Jeremías se encogió de hombros. Apoyaba ahora el peso de su cuerpo sobre el bastón. No, no tenía ni idea de qué coche era. Estaba muy oscuro, insistió. No se podía ver nada. Solo la silueta del vehículo y el edificio de la estación, también mal iluminado, al fondo.

─Pero cuando salí de la estación allí no había ningún coche─ afirmó Teresa.

─Si lo que  me va a preguntar ahora es si vi cuándo se marchó el coche, lamento decirle, inspector, que no lo sé. Me quedé dormido y cuando desperté me encontré con el alboroto de la ambulancia y los coches de policía frente a mi casa. En efecto, tal y como dice Teresa, el coche había desaparecido.

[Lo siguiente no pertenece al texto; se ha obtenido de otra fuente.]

use crate::config::{PoolSource, RunnerConfig};
use core::num::NonZeroUsize;
use rayon::{ThreadPool, ThreadPoolBuildError, ThreadPoolBuilder};
use std::{sync::Arc, time::Duration};
use thiserror::Error;

/// Error returned by `Runner::setup` when the configuration is unusable.
#[derive(Debug, Error, Clone, PartialEq)]
#[non_exhaustive]
pub enum RunnerSetupError {
    /// An owned pool was requested with zero worker threads.
    #[error("worker pool must have at least one thread")]
    ZeroThreads,
}

/// Validated form of [`PoolSource`].
#[derive(Debug, Clone)]
pub(super) enum Pool {
    Shared(Arc<ThreadPool>),
    Owned {
        threads: NonZeroUsize,
        thread_name: Option<Arc<str>>,
    },
}

pub(super) fn validate(
    config: RunnerConfig,
) -> Result<(Pool, Option<Duration>), RunnerSetupError> {
    let RunnerConfig {
        pool,
        timeout,
        thread_name,
    } = config;
    let pool = match pool {
        PoolSource::Shared(pool) => Pool::Shared(pool),
        PoolSource::Owned { threads } => Pool::Owned {
            threads: NonZeroUsize::new(threads).ok_or(RunnerSetupError::ZeroThreads)?,
            thread_name: thread_name.map(Arc::from),
        },
    };
    Ok((pool, timeout))
}

/// Build a pool of `threads` workers, hand it to `with_pool`, then shut it
/// down.
///
/// The pool is dropped before this returns (or unwinds): it accepts no more
/// work and its threads exit on their own. Idle workers leave immediately and
/// a worker busy with an in-flight job leaves once that job ends, so the caller
/// never waits for abandoned work.
pub(super) fn with_owned_pool<R>(
    threads: NonZeroUsize,
    thread_name: Option<&Arc<str>>,
    with_pool: impl FnOnce(&ThreadPool) -> R,
) -> Result<R, ThreadPoolBuildError> {
    let mut builder = ThreadPoolBuilder::new()
        .num_threads(threads.get())
        .start_handler(|idx| log::trace!("Worker {idx} started"))
        .exit_handler(|idx| log::trace!("Worker {idx} exited"));
    if let Some(prefix) = thread_name {
        let prefix = Arc::clone(prefix);
        builder = builder.thread_name(move |idx| format!("{prefix}-{idx}"));
    }
    log::debug!("Starting owned worker pool with {threads} thread(s)");
    let pool = builder.build()?;
    let result = with_pool(&pool);
    drop(pool);
    log::debug!("Owned worker pool shut down");
    Ok(result)
}
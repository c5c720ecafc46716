mod execute;
mod setup;

/// Error returned by `Runner::run`.
pub use crate::runner::execute::RunError;
/// Error returned by `Runner::setup` when the configuration is unusable.
pub use crate::runner::setup::RunnerSetupError;
use crate::{
    config::RunnerConfig,
    runner::{
        execute::{Interrupted, execute},
        setup::{Pool, validate, with_owned_pool},
    },
    task::Computation,
};
use rayon::ThreadPool;
use std::{panic, sync::Arc, time::Duration};

/// Runs a batch of independent computations on a worker pool and returns
/// their results in submission order.
///
/// - With a shared pool, work is submitted to the caller's pool, which is left
///   running afterwards.
/// - With an owned pool, a fixed-size pool is started for every `run` call and
///   is shut down before `run` returns: it accepts no further work and its
///   threads exit once their current job ends. This holds on success, on
///   timeout, on failure and when a computation panics.
///
/// The deadline bounds the caller's wait in both cases. Computations still
/// running when it elapses cannot be interrupted; they finish on their worker
/// and their results are dropped.
///
/// The first failing computation fails the whole call and computations that
/// have not started yet are skipped. Results that were already produced are
/// discarded. Each computation runs at most once per call.
#[must_use]
#[derive(Debug, Clone)]
pub struct Runner {
    pool: Pool,
    timeout: Option<Duration>,
}

impl Runner {
    /// Construct a runner from `config`.
    ///
    /// # Errors
    /// If an owned pool is configured with zero threads.
    pub fn setup(config: RunnerConfig) -> Result<Self, RunnerSetupError> {
        let (pool, timeout) = validate(config)?;
        Ok(Self { pool, timeout })
    }

    /// Runner owning a pool of `threads` workers per call.
    ///
    /// # Errors
    /// If `threads` is zero.
    pub fn with_threads(threads: usize) -> Result<Self, RunnerSetupError> {
        Self::setup(RunnerConfig::owned(threads))
    }

    /// Runner submitting to a pool owned by the caller.
    pub fn with_pool(pool: Arc<ThreadPool>) -> Self {
        Self {
            pool: Pool::Shared(pool),
            timeout: None,
        }
    }

    /// Bound the total wait for each batch by `timeout`.
    pub fn timeout(self, timeout: Duration) -> Self {
        Self {
            timeout: Some(timeout),
            ..self
        }
    }

    /// Execute `batch` and return one result per computation, positioned as
    /// the computations were submitted.
    ///
    /// Blocks the calling thread until every computation has completed, one of
    /// them has failed, or the deadline has elapsed.
    ///
    /// # Errors
    /// - [`RunError::Failed`] with the original error of the first computation
    ///   observed to fail.
    /// - [`RunError::Timeout`] if the deadline elapsed first.
    /// - [`RunError::PoolBuild`] if the owned pool could not be started.
    ///
    /// # Panics
    /// Re-raises the panic of a computation that panicked, after the pool has
    /// been torn down.
    pub fn run<I, C>(&self, batch: I) -> Result<Vec<C::Output>, RunError<C::Error>>
    where
        I: IntoIterator<Item = C>,
        C: Computation + Send + 'static,
        C::Output: Send + 'static,
        C::Error: Send + 'static,
    {
        let Self { pool, timeout } = self;
        let batch: Vec<C> = batch.into_iter().collect();
        if batch.is_empty() {
            return Ok(Vec::new());
        }
        let total = batch.len();
        log::debug!("Running a batch of {total} computation(s)");

        let outcome = match pool {
            Pool::Shared(pool) => execute(pool, batch, *timeout),
            Pool::Owned {
                threads,
                thread_name,
            } => with_owned_pool(*threads, thread_name.as_ref(), |pool| {
                execute(pool, batch, *timeout)
            })?,
        };
        match outcome {
            Ok(outputs) => Ok(outputs),
            Err(Interrupted::Error(error)) => {
                match &error {
                    RunError::Failed { index, .. } => {
                        log::debug!("Computation #{index} of {total} failed; batch abandoned");
                    }
                    RunError::Timeout {
                        completed, timeout, ..
                    } => {
                        log::debug!(
                            "Batch timed out after {timeout:?} with {completed} of {total} done"
                        );
                    }
                    _ => {}
                }
                Err(error)
            }
            Err(Interrupted::Panic(payload)) => {
                log::debug!("A computation panicked; batch abandoned");
                panic::resume_unwind(payload)
            }
        }
    }
}

/// Run `batch` on a pool of `threads` workers owned by this call, optionally
/// bounded by `timeout`.
///
/// # Errors
/// See [`Runner::run`]. Additionally [`RunError::Setup`] if `threads` is zero.
pub fn run<I, C>(
    threads: usize,
    timeout: Option<Duration>,
    batch: I,
) -> Result<Vec<C::Output>, RunError<C::Error>>
where
    I: IntoIterator<Item = C>,
    C: Computation + Send + 'static,
    C::Output: Send + 'static,
    C::Error: Send + 'static,
{
    let runner = Runner::setup(RunnerConfig {
        timeout,
        ..RunnerConfig::owned(threads)
    })?;
    runner.run(batch)
}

Como aquel testigo podía aportar poca información, John tomó la decisión de despacharlo. Jeremías, que hubiera querido contribuir más en aquel caso, se levantó de su silla y se marchó hablando para sí. Poco después, fueron despedidos Alberto y Teresa. Una vez a solas, John intercambió una fugaz mirada con el alcalde, quien maldijo para sí tener que verse envuelto en una problemática de semejante calibre cuando acababa de tomar posesión de su cargo. Si se había metido en política no era para tener que hacer frente a sucesos tan desagradables, sino para vivir cómodamente durante unos años. Carlos, el joven ayudante de John, tocó a la puerta. El inspector le hizo pasar.

─¿Has conseguido lo que te pedí, muchacho?

Carlos asintió con la cabeza.

─Aquí tiene, inspector. Las imágenes de la cámara de seguridad de la estación. Con un poco de suerte, estas imágenes podrán ofrecernos más información y, quién sabe, tal vez podamos ver en ellas a nuestro misterioso asesino.